L’album esce solo su Bandcamp, non gratis, ma con una donazione minima di cinque euro. L’abitudine alla fruizione compulsiva, gratis e ovunque, per quanto idealmente utile e salvifica, ha i suoi risvolti negativi amplificati da quest’ultimo anno, e porta i FBYC a una riflessione  e alla decisione di fare qualcosa che quasi nessuno, oggi, ha il coraggio di fare: se dovesse esistere un modo giusto di promuovere la musica, è quello a cui siamo abituati in questi tempi?

Andando oltre quella che è una vera e propria questione politica, e spingendoci dentro Forme complesse, troviamo qualcosa di inedito rispetto all’immagine che abbiamo quando pensiamo ai FBYC.

Sfortuna, tanto cara a Niccolò Contessa, inno generazionale (anche solo di una subcultura) e Ormai (a oggi probabilmente l’album migliore dei milanesi), inno alla disperazione, sono imbevuti di emocore, post-rock e post-hardcore, un ritmo incalzante dove è quasi impossibile contenere la voce che sembra voler sfondare la propria dimensione per arrivare da qualche parte dove tutto quel dolore possa trovare conforto.  Forme complesse ne prende formalmente le distanze, lavora per sottrazione.
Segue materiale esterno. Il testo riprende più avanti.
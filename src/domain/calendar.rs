//! Calendar view of the journal history

use crate::domain::insights::EntryFormatter;
use crate::domain::{JournalEntry, Mood};
use crate::error::{MoodlogError, Result};
use chrono::{Datelike, NaiveDate};
use std::collections::BTreeMap;

/// Parse a calendar day written as YYYY-MM-DD
pub fn parse_day(input: &str) -> Result<NaiveDate> {
    NaiveDate::parse_from_str(input.trim(), "%Y-%m-%d")
        .map_err(|_| MoodlogError::InvalidDate(input.to_string()))
}

/// Parse a month written as YYYY-MM into (year, month)
pub fn parse_month(input: &str) -> Result<(i32, u32)> {
    NaiveDate::parse_from_str(&format!("{}-01", input.trim()), "%Y-%m-%d")
        .map(|d| (d.year(), d.month()))
        .map_err(|_| MoodlogError::InvalidDate(input.to_string()))
}

/// Mood marker for each calendar day that has entries.
///
/// When a day has several entries, the one stored last decides the mark.
pub fn calendar_marks(
    entries: &[JournalEntry],
    formatter: &dyn EntryFormatter,
) -> BTreeMap<NaiveDate, Mood> {
    let mut marks = BTreeMap::new();
    for entry in entries {
        marks.insert(formatter.local_date(&entry.timestamp), entry.mood.clone());
    }
    marks
}

/// Restrict calendar marks to one month
pub fn marks_in_month(
    marks: &BTreeMap<NaiveDate, Mood>,
    year: i32,
    month: u32,
) -> BTreeMap<NaiveDate, Mood> {
    marks
        .iter()
        .filter(|(date, _)| date.year() == year && date.month() == month)
        .map(|(date, mood)| (*date, mood.clone()))
        .collect()
}

/// Entries written on the given calendar day, in stored order
pub fn entries_on(
    entries: &[JournalEntry],
    date: NaiveDate,
    formatter: &dyn EntryFormatter,
) -> Vec<JournalEntry> {
    entries
        .iter()
        .filter(|e| formatter.local_date(&e.timestamp) == date)
        .cloned()
        .collect()
}

/// Sort entries newest first (ties keep stored order)
pub fn newest_first(mut entries: Vec<JournalEntry>) -> Vec<JournalEntry> {
    entries.sort_by(|a, b| b.timestamp.cmp(&a.timestamp));
    entries
}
Non troviamo ritornelli alla «In questo piccolo paese conosco solo questa strada», nulla da esternare in maniera animalesca. Non si urla, il cantato è quasi un sussurro.  Non ci sono i FBYC per come li conosciamo.  È un album intimista, che si riflette su sé stesso e trova sollievo in una universo raccolto.  Un lavoro cantautorale, più melodico, meno da stadio (da stadio-club), più da camera.
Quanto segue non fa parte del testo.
//! CLI layer - Command-line interface

pub mod commands;
pub mod output;

pub use commands::{Cli, Commands};
pub use output::{format_calendar, format_entry_list, format_insights, format_profile, format_quote};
Abbiamo a che fare probabilmente con il lavoro più cupo dei FBYC. I brani sono sospesi, tempi che sfiorano il doom, qualcosa alla Mark Kozelek e i primi Iliketrains in un’architettura pensata dai Diaframma trent’anni dopo.
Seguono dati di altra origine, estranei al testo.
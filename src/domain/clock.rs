//! Time source abstraction so use cases can be tested with a fixed "now"

use chrono::{DateTime, Utc};

pub trait Clock {
    fn now(&self) -> DateTime<Utc>;
}

/// Wall clock
#[derive(Debug, Clone, Copy, Default)]
pub struct SystemClock;

impl Clock for SystemClock {
    fn now(&self) -> DateTime<Utc> {
        Utc::now()
    }
}

/// Clock frozen at a given instant
#[derive(Debug, Clone, Copy)]
pub struct FixedClock(pub DateTime<Utc>);

impl Clock for FixedClock {
    fn now(&self) -> DateTime<Utc> {
        self.0
    }
}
I FBYC sono un oggetto di culto e un gruppo che ha sempre trovato il proprio sé in un mondo riconoscibile, mai sovraesposto. E così continua a essere. Forme complesse è un album adulto (si sono vestiti da adulti, alla fine?), che prende in controtempo chi si aspettava quella cosa da loro e si ritrova ad aver a che fare con un altro linguaggio da decifrare. Un sistema con cui dovremo ripensare ai FBYC,  ma che i sei di Milano riescono a mostrarci con una grazia sporca come solo pochi sanno fare.

 

 

 

LA CRITICA - VOTO 7,5/10

Grande album dei FBYC. “Forme complesse” si distacca da quanto la band milanese ci ha abituati e produce un lavoro cupo e mai gridato, ma solo sussurrato.